Notice that Mr. Inskip is not even accused of inappropriate conduct. He didn’t touch the girl (except, possibly, in the legitimate course of his duties). He didn’t proposition her. He didn’t arrange to meet her outside class. There’s all this furor, in other words, because he might have, once, used the word “sexy” to describe a little girl’s outfit, which was, at least arguably, precisely as he described it.
OHMYGODOHMYGODOHMYGODOHMYGOD! Break out the torches and the pitchforks!
The reasonable response by any administrator faced with this situation is to ignore the grandstanding father and take the teacher aside, suggest to him that he might want to choose his words more carefully, and move on. I need hardly mention that Mr. Gilly couldn’t care less about fairness or due process. He perceived which way the winds of yellow journalism were blowing, and he threw his employee under the bus, pretending his cynical disregard for truth and his pompous posturing were really righteous indignation.
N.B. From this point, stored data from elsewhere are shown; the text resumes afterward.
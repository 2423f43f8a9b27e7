//! Command implementations for the tkst CLI.

use std::path::{Path, PathBuf};

use indexmap::IndexMap;
use serde::Deserialize;
use tracing::info;

use tksc_drv::{dtcg, resolve, Config, RefEntry, References};

use crate::error::{Result, TkstError};

/// Spec files passed on the command line, applied before any resolution.
#[derive(Debug, Default)]
pub struct SpecFiles {
    pub colors: Vec<PathBuf>,
    pub units: Vec<PathBuf>,
    pub functions: Vec<PathBuf>,
}

/// A color spec file: the registration URI plus the spec payload.
#[derive(Debug, Deserialize)]
struct ColorSpecFile {
    uri: String,
    spec: serde_json::Value,
}

/// Loads every spec file into a fresh config.
pub fn build_config(specs: &SpecFiles) -> Result<Config> {
    let mut config = Config::new();

    for path in &specs.colors {
        let file: ColorSpecFile = serde_json::from_str(&std::fs::read_to_string(path)?)?;
        config.colors.register(&file.uri, &file.spec)?;
        info!(path = %path.display(), uri = %file.uri, "registered color spec");
    }
    for path in &specs.units {
        let spec: serde_json::Value = serde_json::from_str(&std::fs::read_to_string(path)?)?;
        let keyword = spec
            .get("keyword")
            .and_then(serde_json::Value::as_str)
            .ok_or_else(|| TkstError::Validation(format!(
                "unit spec {} has no keyword",
                path.display()
            )))?
            .to_string();
        config.units.register(&keyword, &spec)?;
        info!(path = %path.display(), keyword = %keyword, "registered unit spec");
    }
    for path in &specs.functions {
        let spec: serde_json::Value = serde_json::from_str(&std::fs::read_to_string(path)?)?;
        let keyword = spec
            .get("keyword")
            .and_then(serde_json::Value::as_str)
            .ok_or_else(|| TkstError::Validation(format!(
                "function spec {} has no keyword",
                path.display()
            )))?
            .to_string();
        config.functions.register(&keyword, &spec)?;
        info!(path = %path.display(), keyword = %keyword, "registered function spec");
    }

    Ok(config)
}

/// `tkst resolve`: batch-resolves a token file and prints JSON results.
pub fn run_resolve(input: &Path, specs: &SpecFiles, pretty: bool) -> Result<()> {
    let config = build_config(specs)?;
    let document: serde_json::Value = serde_json::from_str(&std::fs::read_to_string(input)?)?;
    let tokens = tokens_from_document(&document)?;
    info!(count = tokens.len(), "resolving tokens");

    let output = resolve(&tokens, &config);
    for warning in &output.warnings {
        tracing::warn!("{warning}");
    }

    let mut report = serde_json::Map::new();
    for (name, token) in &output.tokens {
        let mut entry = serde_json::Map::new();
        entry.insert(
            "value".to_string(),
            serde_json::Value::String(tksc_drv::render_value(&token.value, &config)),
        );
        if let Some(error) = &token.error {
            entry.insert(
                "error".to_string(),
                serde_json::json!({
                    "type": error.kind.as_str(),
                    "details": error.details,
                }),
            );
        }
        report.insert(name.clone(), serde_json::Value::Object(entry));
    }

    let report = serde_json::Value::Object(report);
    if pretty {
        println!("{}", serde_json::to_string_pretty(&report)?);
    } else {
        println!("{report}");
    }
    Ok(())
}

/// `tkst eval`: evaluates one expression with optional `name=value`
/// reference bindings.
pub fn run_eval(expression: &str, bindings: &[String], specs: &SpecFiles) -> Result<()> {
    let config = build_config(specs)?;

    let mut references = References::new();
    for binding in bindings {
        let (name, value) = binding.split_once('=').ok_or_else(|| {
            TkstError::Validation(format!("expected name=value, got '{binding}'"))
        })?;
        let json = serde_json::from_str(value)
            .unwrap_or_else(|_| serde_json::Value::String(value.to_string()));
        references.insert(name.to_string(), RefEntry::Raw(json));
    }

    let value = tksc_drv::interpret(expression, &references, &config)?;
    println!("{}", tksc_drv::render_value(&value, &config));
    Ok(())
}

/// A flat document (all-string object) passes through; anything else goes
/// through the DTCG adapter.
fn tokens_from_document(document: &serde_json::Value) -> Result<IndexMap<String, String>> {
    let object = document
        .as_object()
        .ok_or_else(|| TkstError::Validation("token document must be a JSON object".into()))?;

    let is_flat = object.values().all(serde_json::Value::is_string);
    if is_flat {
        return Ok(object
            .iter()
            .map(|(k, v)| (k.clone(), v.as_str().unwrap_or_default().to_string()))
            .collect());
    }
    Ok(dtcg::expressions(document)?)
}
Remember those teachers in Georgia who constructed math questions about slaves, beatings, and cotton? That was really offensive and inexcusable. I wrote in January, that the district should “[fire] their asses, hire someone with a brain, and then let those people teach.” What actually happened was a promise to “work with the teachers to develop more appropriate questions.”
This is the flip side. A reprimand, maybe, although even that seems too much. Firing? Absolutely not, unless there’s a whole lot more to this case than has been made public. Based on what’s available to us right now, it’s Gilly, not Inskip, who deserves to be out of a job, for pandering to the mob mentality and failing to do his damned job provide appropriate leadership.
The Greek cynic Diogenes famously roamed the countryside with a lamp, searching for an honest man. If he wants an even more fruitless quest, he could go in search of a high school administrator who’s smarter than a doorstop. Hell, I’d settle for one who isn’t a legitimate Curmie nominee.